Mais um conto em uma antologia italiana. Daqui a pouco dá pra publicar um livro lá… O conto traduzido dessa vez é “O cemitério aéreo”, do Céu de Lúcifer. Abaixo, segue a matéria que o Prosa & Verso d’O Globo fez sobre O Brasil na estrada, antologia de autores brasileiros traduzidos por Silvia Marianecci, que fala com a Rachel Bertol:
Antologia de brasileiros na Itália é aposta contra o preconceito
A italiana Silva Marianecci é tradutora e organizou, para a editora italiana Azimut, a coletânea de contos brasileiros contemporâneos Il Brasile per le strade (“O Brasil pelas ruas”), com 19 autores, recém-lançada. Nesta entrevista, fala da dificuldade de apresentar novidades das letras brasileiras na Europa e o desafio, que o livro representa, de romper clichês e preconceitos que prejudicam a leitura mais aprofundada da realidade brasileira.

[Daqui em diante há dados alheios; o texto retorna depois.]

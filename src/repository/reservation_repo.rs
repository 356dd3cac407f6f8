use bson::{doc, oid::ObjectId};
use mongodb::Database;
use tracing::info;

use crate::model::reservation::Reservation;
use crate::repository::mongo::MongoCrud;
use crate::repository::repository_error::RepositoryResult;

pub struct ReservationRepository {
    crud: MongoCrud<Reservation>,
}

impl ReservationRepository {
    pub fn new(db: &Database) -> Self {
        ReservationRepository {
            crud: MongoCrud::new(db),
        }
    }

    #[tracing::instrument(skip(self, reservation), fields(client = %reservation.client, vehicle = %reservation.vehicle))]
    pub async fn create(&self, reservation: Reservation) -> RepositoryResult<Reservation> {
        info!("Creating reservation");
        self.crud.create(reservation).await
    }

    pub async fn get_by_id(&self, id: ObjectId) -> RepositoryResult<Reservation> {
        self.crud.get_by_id(id).await
    }

    pub async fn update(&self, id: ObjectId, reservation: Reservation) -> RepositoryResult<Reservation> {
        self.crud.update(id, reservation).await
    }

    pub async fn delete(&self, id: ObjectId) -> RepositoryResult<()> {
        self.crud.delete(id).await
    }

    pub async fn list(&self, page: u32, limit: u32) -> RepositoryResult<Vec<Reservation>> {
        self.crud.list(page, limit).await
    }

    pub async fn find_by_vehicle(&self, vehicle: ObjectId) -> RepositoryResult<Vec<Reservation>> {
        self.crud.find_by(doc! { "vehicle": vehicle }).await
    }

    pub async fn count(&self) -> RepositoryResult<u64> {
        self.crud.count().await
    }
}
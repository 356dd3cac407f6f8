use bson::oid::ObjectId;
use mongodb::Database;
use tracing::{info, instrument};

use crate::dto::reservation_dto::CreateReservationRequest;
use crate::model::reservation::Reservation;
use crate::repository::customer_repo::CustomerRepository;
use crate::repository::reservation_repo::ReservationRepository;
use crate::repository::vehicle_repo::VehicleRepository;
use crate::service::parse_oid;
use crate::util::error::ServiceError;
use crate::util::pricing;

pub struct ReservationService {
    pub repo: ReservationRepository,
    pub customer_repo: CustomerRepository,
    pub vehicle_repo: VehicleRepository,
}

impl ReservationService {
    pub fn new(db: &Database) -> Self {
        ReservationService {
            repo: ReservationRepository::new(db),
            customer_repo: CustomerRepository::new(db),
            vehicle_repo: VehicleRepository::new(db),
        }
    }

    async fn build(&self, request: &CreateReservationRequest) -> Result<Reservation, ServiceError> {
        let client = parse_oid(&request.client, "client")?;
        let vehicle = parse_oid(&request.vehicle, "vehicle")?;
        self.customer_repo.get_by_id(client).await?;
        self.vehicle_repo.get_by_id(vehicle).await?;

        // Same date window rule as contracts: the end may not precede the start.
        let start = pricing::parse_date(&request.start_date)?;
        let end = pricing::parse_date(&request.end_date)?;
        if end < start {
            return Err(ServiceError::InvalidInput(
                "endDate precedes startDate".to_string(),
            ));
        }

        Ok(Reservation {
            id: None,
            client,
            vehicle,
            startDate: request.start_date.clone(),
            endDate: request.end_date.clone(),
            status: request
                .status
                .clone()
                .unwrap_or_else(|| "en_attente".to_string()),
            note: request.note.clone(),
            createdAt: None,
            updatedAt: None,
        })
    }

    #[instrument(skip(self, request))]
    pub async fn create_reservation(
        &self,
        request: CreateReservationRequest,
    ) -> Result<Reservation, ServiceError> {
        info!("Creating reservation");
        let reservation = self.build(&request).await?;
        Ok(self.repo.create(reservation).await?)
    }

    pub async fn get_reservation(&self, id: ObjectId) -> Result<Reservation, ServiceError> {
        Ok(self.repo.get_by_id(id).await?)
    }

    pub async fn update_reservation(
        &self,
        id: ObjectId,
        request: CreateReservationRequest,
    ) -> Result<Reservation, ServiceError> {
        let existing = self.repo.get_by_id(id).await?;
        let mut updated = self.build(&request).await?;
        updated.createdAt = existing.createdAt.clone();
        Ok(self.repo.update(id, updated).await?)
    }

    pub async fn delete_reservation(&self, id: ObjectId) -> Result<(), ServiceError> {
        Ok(self.repo.delete(id).await?)
    }

    pub async fn list_reservations(
        &self,
        page: u32,
        limit: u32,
    ) -> Result<Vec<Reservation>, ServiceError> {
        Ok(self.repo.list(page, limit).await?)
    }
}
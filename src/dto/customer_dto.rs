use serde::{Deserialize, Serialize};
use validator::Validate;

#[derive(Debug, Clone, Serialize, Deserialize, Validate)]
#[serde(rename_all = "camelCase")]
pub struct CreateCustomerRequest {
    #[validate(length(min = 2, max = 100))]
    pub first_name: String,

    #[validate(length(min = 2, max = 100))]
    pub last_name: String,

    pub birth_date: Option<String>,

    #[validate(length(min = 6, max = 20))]
    pub phone: String,

    #[validate(email)]
    pub email: Option<String>,

    pub address: Option<String>,
    pub wilaya: Option<String>,
    pub national_id: Option<String>,

    #[validate(length(min = 2, max = 50))]
    pub license_number: String,

    pub license_delivery_date: Option<String>,
    pub license_expiry_date: Option<String>,
}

Como é o trabalho da Azimut? Por que publicar uma antologia de autores brasileiros contemporâneos na Itália? SILVIA MARIANECCI Azimut é uma editora fundada em 2005 dentro do vasto panorama editorial italiano, com o objetivo de pesquisar títulos e autores desconhecidos, ou propor títulos e autores não mais publicados, sobretudo de áreas geográficas pouco visitadas pelo mercado editorial italiano. O meu encontro com Guido Farneti, o seu fundador, deu-se pouco antes do ingresso da editora no mercado e desde o princípio entramos em sintonia para perseguir objetivos comuns. Juntos, procuramos dar espaço a escritores importantes que no nosso país sofriam em função do desconhecimento quase total por parte do público, como Machado de Assis e Lima Barreto — do qual organizei uma seleção dos diários pessoais que foi lançada com o título Il cimitero dei vivi (O cemitério dos vivos), chamando a atenção para a obra que o escritor deixou incompleta —, e depois nos voltamos para a contemporaneidade.

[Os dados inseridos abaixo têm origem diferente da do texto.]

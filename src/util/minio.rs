use async_trait::async_trait;
use minio::s3::args::{BucketExistsArgs, MakeBucketArgs, PutObjectArgs, RemoveObjectArgs};
use minio::s3::client::{Client, ClientBuilder};
use minio::s3::creds::StaticProvider;
use minio::s3::http::BaseUrl;
use std::io::Cursor;
use tracing::{debug, error, info, instrument, warn};

use crate::config::MinioConfig;

#[derive(Debug, thiserror::Error)]
pub enum MinioError {
    #[error("Configuration error: {0}")]
    ConfigError(String),

    #[error("Connection error: {0}")]
    ConnectionError(String),

    #[error("Operation error: {0}")]
    OperationError(String),

    #[error("Invalid arguments: {0}")]
    InvalidArguments(String),
}

/// Seam over the byte-blob store so the document upload/detach flows can be
/// exercised without a live MinIO (see `service::documents`).
#[async_trait]
pub trait ObjectStore: Send + Sync {
    async fn put_object(
        &self,
        object_name: &str,
        data: Vec<u8>,
        content_type: Option<&str>,
    ) -> Result<(), MinioError>;

    async fn remove_object(&self, object_name: &str) -> Result<(), MinioError>;

    /// Public download URL under which the object is served.
    fn url_for(&self, object_name: &str) -> String;

    /// Reverse of [`ObjectStore::url_for`]: the object name a stored
    /// document URL points at, if it belongs to this store.
    fn key_for(&self, url: &str) -> Option<String>;
}

#[derive(Debug, Clone)]
pub struct MinioService {
    client: Client,
    pub config: MinioConfig,
}

impl MinioService {
    #[instrument(skip(config), fields(endpoint = %config.endpoint, bucket = %config.bucket_name))]
    pub async fn new(config: MinioConfig) -> Result<Self, MinioError> {
        info!("Initializing MinIO service");

        config.validate().map_err(|e| {
            error!("MinIO configuration validation failed: {}", e);
            MinioError::ConfigError(e.to_string())
        })?;

        let base_url = config.get_endpoint_url().parse::<BaseUrl>().map_err(|e| {
            error!("Failed to parse MinIO endpoint URL: {}", e);
            MinioError::ConnectionError(format!("Invalid endpoint URL: {}", e))
        })?;

        let static_provider = StaticProvider::new(&config.access_key, &config.secret_key, None);

        let client = ClientBuilder::new(base_url)
            .provider(Some(Box::new(static_provider)))
            .build()
            .map_err(|e| {
                error!("Failed to create MinIO client: {}", e);
                MinioError::ConnectionError(format!("Client creation failed: {}", e))
            })?;

        let service = Self { client, config };
        service.ensure_bucket_exists().await?;

        info!("MinIO service initialized successfully");
        Ok(service)
    }

    #[instrument(skip(self))]
    async fn ensure_bucket_exists(&self) -> Result<(), MinioError> {
        let bucket_exists_args = BucketExistsArgs::new(&self.config.bucket_name)
            .map_err(|e| MinioError::InvalidArguments(e.to_string()))?;

        let exists = self.client.bucket_exists(&bucket_exists_args).await.map_err(|e| {
            error!("Failed to check if bucket exists: {}", e);
            MinioError::OperationError(format!("Bucket exists check failed: {}", e))
        })?;

        if exists {
            debug!("Bucket '{}' already exists", self.config.bucket_name);
            return Ok(());
        }

        warn!("Bucket '{}' does not exist, creating it", self.config.bucket_name);

        let make_bucket_args = MakeBucketArgs::new(&self.config.bucket_name)
            .map_err(|e| MinioError::InvalidArguments(e.to_string()))?;

        self.client.make_bucket(&make_bucket_args).await.map_err(|e| {
            error!("Failed to create bucket '{}': {}", self.config.bucket_name, e);
            MinioError::OperationError(format!("Bucket creation failed: {}", e))
        })?;

        info!("Created bucket '{}'", self.config.bucket_name);
        Ok(())
    }
}

#[async_trait]
impl ObjectStore for MinioService {
    #[instrument(skip(self, data), fields(object_name = %object_name, size = data.len()))]
    async fn put_object(
        &self,
        object_name: &str,
        data: Vec<u8>,
        content_type: Option<&str>,
    ) -> Result<(), MinioError> {
        info!("Uploading object '{}' to bucket '{}'", object_name, self.config.bucket_name);

        let bucket_name = self.config.bucket_name.clone();
        let object_name_owned = object_name.to_string();
        let client = self.client.clone();
        let content_type_owned = content_type.map(|ct| ct.to_string());

        tokio::task::spawn_blocking(move || {
            let mut reader = Cursor::new(data);
            let data_len = reader.get_ref().len();

            // Keep the content_type String alive for the duration of args
            let ct_holder = content_type_owned;

            let mut args = PutObjectArgs::new(
                &bucket_name,
                &object_name_owned,
                &mut reader,
                Some(data_len),
                None,
            )
            .map_err(|e| MinioError::InvalidArguments(e.to_string()))?;

            if let Some(ref ct) = ct_holder {
                args.content_type = ct;
            }

            futures::executor::block_on(client.put_object(&mut args))
                .map_err(|e| MinioError::OperationError(format!("Upload failed: {}", e)))?;

            debug!("Uploaded object '{}'", &object_name_owned);
            Ok(())
        })
        .await
        .map_err(|e| {
            error!("Failed to join blocking task for put_object: {}", e);
            MinioError::OperationError(format!("Join error: {}", e))
        })??;
        Ok(())
    }

    #[instrument(skip(self), fields(object_name = %object_name))]
    async fn remove_object(&self, object_name: &str) -> Result<(), MinioError> {
        info!("Deleting object '{}' from bucket '{}'", object_name, self.config.bucket_name);

        let args = RemoveObjectArgs::new(&self.config.bucket_name, object_name)
            .map_err(|e| MinioError::InvalidArguments(e.to_string()))?;

        self.client.remove_object(&args).await.map_err(|e| {
            error!("Failed to delete object '{}': {}", object_name, e);
            MinioError::OperationError(format!("Delete failed: {}", e))
        })?;

        Ok(())
    }

    fn url_for(&self, object_name: &str) -> String {
        self.config.download_url(object_name)
    }

    fn key_for(&self, url: &str) -> Option<String> {
        self.config.object_key(url)
    }
}
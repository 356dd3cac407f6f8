pub mod app;
pub mod config;
pub mod dto;
pub mod handler;
pub mod model;
pub mod repository;
pub mod router;
pub mod service;
pub mod util;
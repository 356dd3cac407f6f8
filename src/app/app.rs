use std::net::SocketAddr;
use std::sync::Arc;

use axum::routing::get;
use axum::Router;
use tracing::info;

use crate::config::{AppConfig, MinioConfig, MongoConfig};
use crate::repository::mongo;
use crate::router::charge_router::charge_router;
use crate::router::contract_router::contract_router;
use crate::router::customer_router::customer_router;
use crate::router::facture_router::facture_router;
use crate::router::fleet_router::fleet_router;
use crate::router::incident_router::incident_router;
use crate::router::payment_router::payment_router;
use crate::router::reservation_router::reservation_router;
use crate::router::user_router::user_router;
use crate::router::vehicle_router::vehicle_router;
use crate::service::charge_service::ChargeService;
use crate::service::contract_service::ContractServiceImpl;
use crate::service::customer_service::CustomerService;
use crate::service::facture_service::FactureServiceImpl;
use crate::service::fleet_service::FleetService;
use crate::service::incident_service::IncidentService;
use crate::service::payment_service::PaymentServiceImpl;
use crate::service::reservation_service::ReservationService;
use crate::service::user_service::UserService;
use crate::service::vehicle_service::VehicleService;
use crate::util::minio::{MinioService, ObjectStore};

pub struct App {
    config: AppConfig,
    router: Router,
    pub contract_service: Arc<ContractServiceImpl>,
    pub customer_service: Arc<CustomerService>,
    pub vehicle_service: Arc<VehicleService>,
    pub facture_service: Arc<FactureServiceImpl>,
    pub payment_service: Arc<PaymentServiceImpl>,
    pub incident_service: Arc<IncidentService>,
    pub fleet_service: Arc<FleetService>,
    pub reservation_service: Arc<ReservationService>,
    pub charge_service: Arc<ChargeService>,
    pub user_service: Arc<UserService>,
}

impl App {
    pub async fn new() -> Result<Self, Box<dyn std::error::Error>> {
        let config = AppConfig::from_env();
        let mongo_config = MongoConfig::from_env()?;
        let minio_config = MinioConfig::from_env()?;

        let db = mongo::connect(&mongo_config).await?;

        let store: Arc<dyn ObjectStore> =
            Arc::new(MinioService::new(minio_config).await?);

        let contract_service = Arc::new(ContractServiceImpl::new(&db, store.clone()));
        let customer_service = Arc::new(CustomerService::new(&db, store.clone()));
        let vehicle_service = Arc::new(VehicleService::new(&db, store.clone()));
        let facture_service = Arc::new(FactureServiceImpl::new(&db));
        let payment_service = Arc::new(PaymentServiceImpl::new(&db, store.clone()));
        let incident_service = Arc::new(IncidentService::new(&db, store.clone()));
        let fleet_service = Arc::new(FleetService::new(&db, store.clone()));
        let reservation_service = Arc::new(ReservationService::new(&db));
        let charge_service = Arc::new(ChargeService::new(&db));
        let user_service = Arc::new(UserService::new(&db));

        let mut app = App {
            config,
            router: Router::new(),
            contract_service,
            customer_service,
            vehicle_service,
            facture_service,
            payment_service,
            incident_service,
            fleet_service,
            reservation_service,
            charge_service,
            user_service,
        };
        app.router = app.create_router();
        Ok(app)
    }

    fn create_router(&self) -> Router {
        let api = Router::new()
            .merge(contract_router(self.contract_service.clone()))
            .merge(customer_router(self.customer_service.clone()))
            .merge(vehicle_router(self.vehicle_service.clone()))
            .merge(facture_router(self.facture_service.clone()))
            .merge(payment_router(self.payment_service.clone()))
            .merge(incident_router(self.incident_service.clone()))
            .merge(fleet_router(self.fleet_service.clone()))
            .merge(reservation_router(self.reservation_service.clone()))
            .merge(charge_router(self.charge_service.clone()))
            .merge(user_router(self.user_service.clone()));

        Router::new()
            .nest("/api", api)
            .route("/health", get(|| async { "OK" }))
    }

    pub async fn start(self) -> Result<(), Box<dyn std::error::Error>> {
        let addr = SocketAddr::new(self.config.host.parse()?, self.config.port);
        info!("🚀 Server running at http://{}", addr);
        let listener = tokio::net::TcpListener::bind(addr).await?;
        axum::serve(listener, self.router).await?;
        Ok(())
    }
}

Fale-me um pouco de você mesma: qual a razão de divulgar a literatura brasileira na Europa? A ideia da antologia nasce do desejo de preencher as lacunas de uma visão preconceituosa e limitada do que é a cultura do Brasil, em todos os seus aspectos. Queria realizar uma pequena coleção de obras que representasse em alguma medida, ainda que não exaustivamente, a fermentação cultural deste imenso país, oferecendo ao conceito de literatura brasileira do leitor italiano um horizonte novo. Acompanho muitos escritores brasileiros, especialmente os jovens, e não conseguir convencer as editoras italianas do seu valor para que sejam publicados no nosso país, frequentemente é para mim um motivo de grande frustração. Infelizmente o que chega à Itália é na maior parte dos casos o que no Brasil possui uma divulgação mais comercial, enquanto existe toda uma realidade de escritores, de poetas, de contistas, que constituem o verdadeiro humus cultural do país e com frequência são pouco conhecidos pela grande mídia e por isso parecem pouco atraentes para a Europa.
As editoras vão à caça do autor famoso, e a tarefa árdua para nós tradutores que conhecemos melhor a realidade local é tentar romper certos esquemas preconceituosos e subverter os tantos estereótipos que o mercantilismo editorial europeu forja. Partindo desse pressuposto, Azimut me deu a possibilidade de organizar a antologia em todos os seus aspectos, da seleção dos autores à escolha das obras, até a tradução. Os meios econômicos para uma editora tão jovem são muito limitados, mas apesar disso consegui envolver muitos escritores que jamais teria imaginado e todos mostraram-se imediatamente disponíveis a participar do nosso projeto.
Que autores, finalmente, integram a antologia, e qual os contos escolhidos? A minha ideia para a antologia era a de fazer uma viagem que fosse ao mesmo tempo geográfica e literária. Tentei o máximo possível manter esse objetivo, mas foi muito difícil encontrar autores que vivam em zonas geográficas periféricas em relação aos grandes centros culturais do seu país. Mas acredito que os dezenove contos selecionados espelhem de todo modo os meus objetivos. A lista dos autores é a seguinte é composta por Miguel Sanches Neto, Altair Martins, André Sant’Anna, Amilcar Neves, Milton Hatoum, Michel Laub, Veronica Stigger, Ferrez, Ronaldo Bressane, Luiz Ruffato, Ana Maria Gonçalves, Dalton Trevisan, Pedro Maciel, Gislaine Marins, Silviano Santiago, Carlos Emílio Correa Lima, Julio Cesar Monteiro Martins, Cecilia Giannetti, Sergio Sant’Anna.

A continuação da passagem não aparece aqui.